===== Source data

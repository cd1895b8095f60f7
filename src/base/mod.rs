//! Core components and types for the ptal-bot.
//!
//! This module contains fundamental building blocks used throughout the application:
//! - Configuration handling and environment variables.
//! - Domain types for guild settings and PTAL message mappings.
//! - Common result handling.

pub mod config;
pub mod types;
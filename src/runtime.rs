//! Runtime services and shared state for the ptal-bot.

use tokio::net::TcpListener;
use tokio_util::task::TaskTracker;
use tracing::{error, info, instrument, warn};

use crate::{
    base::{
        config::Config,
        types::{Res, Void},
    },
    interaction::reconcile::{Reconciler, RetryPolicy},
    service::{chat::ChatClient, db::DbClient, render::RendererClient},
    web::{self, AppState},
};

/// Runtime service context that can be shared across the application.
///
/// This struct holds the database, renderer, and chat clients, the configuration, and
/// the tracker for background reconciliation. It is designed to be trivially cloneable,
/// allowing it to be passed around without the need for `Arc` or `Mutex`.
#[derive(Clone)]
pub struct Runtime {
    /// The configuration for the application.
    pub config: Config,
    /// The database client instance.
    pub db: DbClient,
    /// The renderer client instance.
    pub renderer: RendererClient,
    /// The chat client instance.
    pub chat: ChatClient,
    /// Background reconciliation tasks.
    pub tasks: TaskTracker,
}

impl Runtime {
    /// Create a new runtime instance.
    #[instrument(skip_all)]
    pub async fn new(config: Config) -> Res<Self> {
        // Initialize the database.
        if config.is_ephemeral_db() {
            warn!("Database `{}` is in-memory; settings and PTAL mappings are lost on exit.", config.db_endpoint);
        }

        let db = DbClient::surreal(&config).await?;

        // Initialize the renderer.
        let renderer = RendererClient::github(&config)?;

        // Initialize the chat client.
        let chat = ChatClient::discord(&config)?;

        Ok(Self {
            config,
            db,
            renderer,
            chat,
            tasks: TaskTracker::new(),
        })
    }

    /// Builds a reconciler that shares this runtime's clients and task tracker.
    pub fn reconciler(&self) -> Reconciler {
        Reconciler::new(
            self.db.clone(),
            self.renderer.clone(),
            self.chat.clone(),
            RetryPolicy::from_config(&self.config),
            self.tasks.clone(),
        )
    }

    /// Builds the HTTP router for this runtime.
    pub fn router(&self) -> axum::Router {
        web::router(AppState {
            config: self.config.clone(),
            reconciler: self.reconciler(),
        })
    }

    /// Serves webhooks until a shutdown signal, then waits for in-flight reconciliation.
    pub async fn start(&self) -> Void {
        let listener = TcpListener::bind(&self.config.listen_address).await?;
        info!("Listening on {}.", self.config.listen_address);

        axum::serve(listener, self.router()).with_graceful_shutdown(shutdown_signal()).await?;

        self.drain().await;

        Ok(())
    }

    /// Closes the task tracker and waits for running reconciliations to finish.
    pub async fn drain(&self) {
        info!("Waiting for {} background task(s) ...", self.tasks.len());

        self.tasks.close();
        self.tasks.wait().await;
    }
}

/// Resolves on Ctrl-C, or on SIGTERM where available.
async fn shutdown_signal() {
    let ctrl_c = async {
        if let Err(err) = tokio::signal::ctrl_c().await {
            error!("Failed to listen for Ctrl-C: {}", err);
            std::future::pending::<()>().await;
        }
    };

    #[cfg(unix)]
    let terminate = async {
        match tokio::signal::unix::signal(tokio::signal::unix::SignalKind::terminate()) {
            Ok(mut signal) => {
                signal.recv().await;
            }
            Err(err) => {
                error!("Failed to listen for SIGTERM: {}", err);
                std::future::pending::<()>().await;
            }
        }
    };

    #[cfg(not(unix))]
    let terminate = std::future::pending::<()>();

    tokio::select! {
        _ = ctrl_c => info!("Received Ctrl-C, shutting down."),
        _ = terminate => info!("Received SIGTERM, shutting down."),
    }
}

==========
===== Source data

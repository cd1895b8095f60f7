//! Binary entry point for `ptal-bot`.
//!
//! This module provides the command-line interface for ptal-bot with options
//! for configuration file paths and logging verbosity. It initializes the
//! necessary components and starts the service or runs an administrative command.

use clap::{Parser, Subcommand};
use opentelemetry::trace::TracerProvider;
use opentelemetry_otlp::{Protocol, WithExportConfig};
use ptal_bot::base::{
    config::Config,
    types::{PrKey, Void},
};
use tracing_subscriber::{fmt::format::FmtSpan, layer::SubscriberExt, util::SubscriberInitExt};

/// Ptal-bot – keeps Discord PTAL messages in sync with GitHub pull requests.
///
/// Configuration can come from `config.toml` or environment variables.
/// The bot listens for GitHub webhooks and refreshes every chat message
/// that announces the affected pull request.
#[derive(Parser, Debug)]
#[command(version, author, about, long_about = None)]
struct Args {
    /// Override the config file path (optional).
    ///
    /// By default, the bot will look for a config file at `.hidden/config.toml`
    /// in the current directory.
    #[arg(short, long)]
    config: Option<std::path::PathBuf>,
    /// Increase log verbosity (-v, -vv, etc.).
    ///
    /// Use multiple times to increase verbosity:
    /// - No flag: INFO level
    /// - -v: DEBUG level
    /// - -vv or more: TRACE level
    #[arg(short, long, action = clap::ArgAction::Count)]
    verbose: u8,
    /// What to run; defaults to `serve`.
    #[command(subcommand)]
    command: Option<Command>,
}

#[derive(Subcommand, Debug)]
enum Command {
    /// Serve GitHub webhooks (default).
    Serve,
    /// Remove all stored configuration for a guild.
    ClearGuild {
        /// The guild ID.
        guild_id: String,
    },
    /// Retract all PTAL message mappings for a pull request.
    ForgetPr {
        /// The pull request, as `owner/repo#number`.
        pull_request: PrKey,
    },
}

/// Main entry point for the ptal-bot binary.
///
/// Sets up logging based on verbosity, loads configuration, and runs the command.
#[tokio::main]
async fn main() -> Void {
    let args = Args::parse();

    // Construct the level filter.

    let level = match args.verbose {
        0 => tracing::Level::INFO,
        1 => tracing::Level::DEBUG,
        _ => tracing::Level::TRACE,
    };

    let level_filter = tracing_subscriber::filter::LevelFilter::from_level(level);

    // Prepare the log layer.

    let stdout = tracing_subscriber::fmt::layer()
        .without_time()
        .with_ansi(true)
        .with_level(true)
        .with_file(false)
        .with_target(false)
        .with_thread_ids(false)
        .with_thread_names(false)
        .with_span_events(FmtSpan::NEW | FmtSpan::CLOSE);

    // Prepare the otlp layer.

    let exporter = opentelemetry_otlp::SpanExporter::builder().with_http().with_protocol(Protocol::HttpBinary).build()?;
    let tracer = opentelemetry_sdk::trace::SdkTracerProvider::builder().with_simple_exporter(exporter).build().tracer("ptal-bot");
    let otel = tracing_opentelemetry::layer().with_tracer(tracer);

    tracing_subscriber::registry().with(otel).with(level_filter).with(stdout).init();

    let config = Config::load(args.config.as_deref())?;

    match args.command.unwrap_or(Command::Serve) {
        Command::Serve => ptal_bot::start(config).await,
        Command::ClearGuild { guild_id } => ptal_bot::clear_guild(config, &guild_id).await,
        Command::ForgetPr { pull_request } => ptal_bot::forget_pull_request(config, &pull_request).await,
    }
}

==========
===== Source data

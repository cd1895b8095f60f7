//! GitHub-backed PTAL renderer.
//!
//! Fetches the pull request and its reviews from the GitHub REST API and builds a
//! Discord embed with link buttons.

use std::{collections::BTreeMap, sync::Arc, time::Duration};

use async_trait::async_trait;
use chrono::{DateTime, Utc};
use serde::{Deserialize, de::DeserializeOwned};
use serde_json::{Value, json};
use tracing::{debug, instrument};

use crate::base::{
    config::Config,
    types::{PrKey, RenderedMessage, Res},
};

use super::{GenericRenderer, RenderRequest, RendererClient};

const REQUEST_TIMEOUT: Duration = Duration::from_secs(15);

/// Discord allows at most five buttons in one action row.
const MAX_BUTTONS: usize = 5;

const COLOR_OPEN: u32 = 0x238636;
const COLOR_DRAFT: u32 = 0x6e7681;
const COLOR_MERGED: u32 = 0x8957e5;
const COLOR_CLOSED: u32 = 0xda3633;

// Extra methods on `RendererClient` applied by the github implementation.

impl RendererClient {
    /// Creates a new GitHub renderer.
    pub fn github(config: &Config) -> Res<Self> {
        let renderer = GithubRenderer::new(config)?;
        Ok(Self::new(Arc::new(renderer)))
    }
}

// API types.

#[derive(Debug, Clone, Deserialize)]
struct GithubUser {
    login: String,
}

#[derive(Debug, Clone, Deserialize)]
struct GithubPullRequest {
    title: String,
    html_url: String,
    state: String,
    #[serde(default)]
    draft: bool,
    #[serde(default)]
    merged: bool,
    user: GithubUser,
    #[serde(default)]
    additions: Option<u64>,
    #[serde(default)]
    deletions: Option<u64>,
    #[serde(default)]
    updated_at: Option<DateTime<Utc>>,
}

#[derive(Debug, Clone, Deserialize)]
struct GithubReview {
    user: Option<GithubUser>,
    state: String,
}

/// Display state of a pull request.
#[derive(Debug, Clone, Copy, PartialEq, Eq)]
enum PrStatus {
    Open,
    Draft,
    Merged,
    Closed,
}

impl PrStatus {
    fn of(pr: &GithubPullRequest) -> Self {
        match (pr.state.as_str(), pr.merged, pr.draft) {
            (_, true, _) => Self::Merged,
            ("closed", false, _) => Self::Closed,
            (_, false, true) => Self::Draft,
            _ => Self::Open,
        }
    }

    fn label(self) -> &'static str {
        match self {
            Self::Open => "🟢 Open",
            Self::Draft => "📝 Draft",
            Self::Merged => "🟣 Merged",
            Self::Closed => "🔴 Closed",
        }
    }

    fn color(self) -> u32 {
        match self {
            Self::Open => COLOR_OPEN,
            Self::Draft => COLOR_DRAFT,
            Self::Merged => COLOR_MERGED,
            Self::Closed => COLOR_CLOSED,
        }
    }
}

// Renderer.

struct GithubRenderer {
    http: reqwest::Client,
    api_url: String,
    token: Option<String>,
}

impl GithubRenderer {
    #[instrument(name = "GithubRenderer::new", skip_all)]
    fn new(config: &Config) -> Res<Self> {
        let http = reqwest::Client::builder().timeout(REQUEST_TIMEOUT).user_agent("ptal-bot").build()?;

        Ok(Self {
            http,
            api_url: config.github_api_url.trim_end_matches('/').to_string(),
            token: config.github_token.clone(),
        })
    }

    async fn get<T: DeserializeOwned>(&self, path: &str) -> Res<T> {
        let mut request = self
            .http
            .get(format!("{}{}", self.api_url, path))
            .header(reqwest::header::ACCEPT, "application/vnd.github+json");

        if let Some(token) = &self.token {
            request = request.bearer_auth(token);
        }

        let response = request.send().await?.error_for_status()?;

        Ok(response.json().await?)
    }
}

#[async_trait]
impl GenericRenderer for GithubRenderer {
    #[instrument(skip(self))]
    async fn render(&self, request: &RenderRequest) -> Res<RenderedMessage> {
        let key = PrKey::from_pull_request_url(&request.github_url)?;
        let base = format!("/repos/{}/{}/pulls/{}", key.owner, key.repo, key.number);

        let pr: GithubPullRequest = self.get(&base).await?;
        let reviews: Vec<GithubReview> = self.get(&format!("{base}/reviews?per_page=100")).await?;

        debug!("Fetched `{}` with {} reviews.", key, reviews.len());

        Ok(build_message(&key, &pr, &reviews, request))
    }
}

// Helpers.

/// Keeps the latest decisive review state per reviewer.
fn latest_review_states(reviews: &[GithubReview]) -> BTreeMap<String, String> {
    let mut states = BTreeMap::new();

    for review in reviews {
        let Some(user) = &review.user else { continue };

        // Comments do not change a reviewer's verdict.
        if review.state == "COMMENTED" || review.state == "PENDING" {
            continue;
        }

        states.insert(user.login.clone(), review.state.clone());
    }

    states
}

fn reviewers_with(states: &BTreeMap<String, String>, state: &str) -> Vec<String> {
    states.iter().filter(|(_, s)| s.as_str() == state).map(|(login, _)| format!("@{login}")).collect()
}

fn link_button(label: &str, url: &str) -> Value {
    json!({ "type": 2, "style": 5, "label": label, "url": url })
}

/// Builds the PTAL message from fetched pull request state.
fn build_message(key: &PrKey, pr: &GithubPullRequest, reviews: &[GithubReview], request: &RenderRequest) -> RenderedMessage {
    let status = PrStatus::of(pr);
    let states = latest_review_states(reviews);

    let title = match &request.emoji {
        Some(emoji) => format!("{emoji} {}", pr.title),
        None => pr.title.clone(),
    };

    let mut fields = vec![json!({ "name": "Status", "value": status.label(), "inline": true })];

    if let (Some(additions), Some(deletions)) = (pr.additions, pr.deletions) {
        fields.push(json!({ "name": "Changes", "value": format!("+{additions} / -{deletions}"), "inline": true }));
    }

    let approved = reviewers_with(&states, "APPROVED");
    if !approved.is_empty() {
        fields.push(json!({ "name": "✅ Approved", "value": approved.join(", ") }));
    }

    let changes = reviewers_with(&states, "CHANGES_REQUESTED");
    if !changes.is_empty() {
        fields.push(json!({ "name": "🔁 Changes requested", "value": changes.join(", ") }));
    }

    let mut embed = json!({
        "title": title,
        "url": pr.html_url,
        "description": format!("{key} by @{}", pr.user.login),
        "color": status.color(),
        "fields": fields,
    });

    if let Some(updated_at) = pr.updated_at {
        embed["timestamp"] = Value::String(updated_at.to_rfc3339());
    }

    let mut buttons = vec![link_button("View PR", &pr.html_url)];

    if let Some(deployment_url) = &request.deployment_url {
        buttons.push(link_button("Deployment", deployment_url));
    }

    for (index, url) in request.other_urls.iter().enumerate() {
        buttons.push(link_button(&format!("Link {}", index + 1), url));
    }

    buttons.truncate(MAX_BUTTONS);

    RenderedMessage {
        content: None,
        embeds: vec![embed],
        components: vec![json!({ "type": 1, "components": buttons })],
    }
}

==========

What is expected. All lines in the records above that contain "stdout" are to be reported.

Solution to this problem.
    let stdout = tracing_subscriber::fmt::layer()
    tracing_subscriber::registry().with(otel).with(level_filter).with(stdout).init();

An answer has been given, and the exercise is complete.